Overall, our idea seemed interesting to the reviewers, but the did not provide enough evidence to convince them:
=== Reviewer 1 ===
OVERALL RATING: -2 (Probable reject, unless someone champions)
REVIEWER’S CONFIDENCE: 3 (high)
What is the rank of this submission in your pile?: 5 (5)
Is the submission worth considering for the Posters track?: 2 (yes)The paper describes a novel workflow management system for software engineering projects. This system is based on Twitter as a communication backbone. One of the nice features of this system is that it integrates human and machine work, thereby adopting a crowdsourcing paradigm.
I really wanted to like this paper. It is well written (mostly) and it is somewhat cool by leveraging crowdsourcing and twitter to solve technical (software engineering) problems. At the end, however, I just could not convince myself that there was significant technical content here. It just felt like building a big system without much behind it. If people want to use twitter to coordinate their (distributed) software engineering tasks, why don’t they just do it? Why do they need Tweetflow and the whole mechanism that it involves? I just did not understand what the big innovation in this paper is and how it was applied to solve a really interesting problem.
a.) Motivating Scenario: It is a cool project for a class on software engineering. But, do you really need to write about this in a top-tier conference like WWW?
b.) Twitter: Twitter was described like a holy grail that solves all problems. Actually for this particular scenario it adds some problems because twitter data is open on the web. I can imagine that many software projects would require more privacy. So, why don’t you just build your own twitter?
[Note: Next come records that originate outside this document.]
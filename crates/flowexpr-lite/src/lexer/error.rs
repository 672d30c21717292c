use thiserror::Error;

use super::token::TextRange;

#[derive(Error, Debug, PartialEq)]
pub enum LexerError {
    #[error("Unexpected character `{1}`")]
    UnexpectedCharacter(TextRange, char),
    #[error("Integer literal `{1}` is out of range")]
    IntegerOutOfRange(TextRange, String),
}

impl LexerError {
    pub fn range(&self) -> TextRange {
        match self {
            LexerError::UnexpectedCharacter(range, _) | LexerError::IntegerOutOfRange(range, _) => *range,
        }
    }
}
That way, a great deal of the limitations of Twitter that you seem to be fighting in the paper go away, too. Building Twitter is not really rocket science. (Maybe, building Twitter at Web-scale is rocket science, but you do not really need that for your purposes.)
c.) Why is Twitter a better tool for service discovery than the Web-based interface of microtask platforms such as Mechanical Turk. I just did not see the magic here.
d.) In 3.2, the paper mentions the difficulty of human/machine communication. There is a whole community that deal with that issue (HCI). The paper does not add much to that topic. In particular, the language proposed did not add much to that – might be okay for people who are used to tweak messages into Twitter, but not for everybody.
e.) It would have been interesting to read about some of the experiences made with the technology at work. Architecture etc. are pretty straightforward. The game-changer of crowdsourcing is to make it really happen.
=== Reviewer 2 ===
OVERALL RATING: -2 (Probable reject, unless someone champions)
REVIEWER’S CONFIDENCE: 3 (high)
What is the rank of this submission in your pile?: 2 (2)
Is the submission worth considering for the Posters track?: 2 (yes)This paper presents a framework for offering and consuming services, mainly human offered services, on Twitter. In a way it provides an implementation of MechanicalTurk over tweets for finding relevant service providers. The paper is timely, and on an interesting topic. The paper is not very well written, but still readable. It requires some efforts to understand the paper.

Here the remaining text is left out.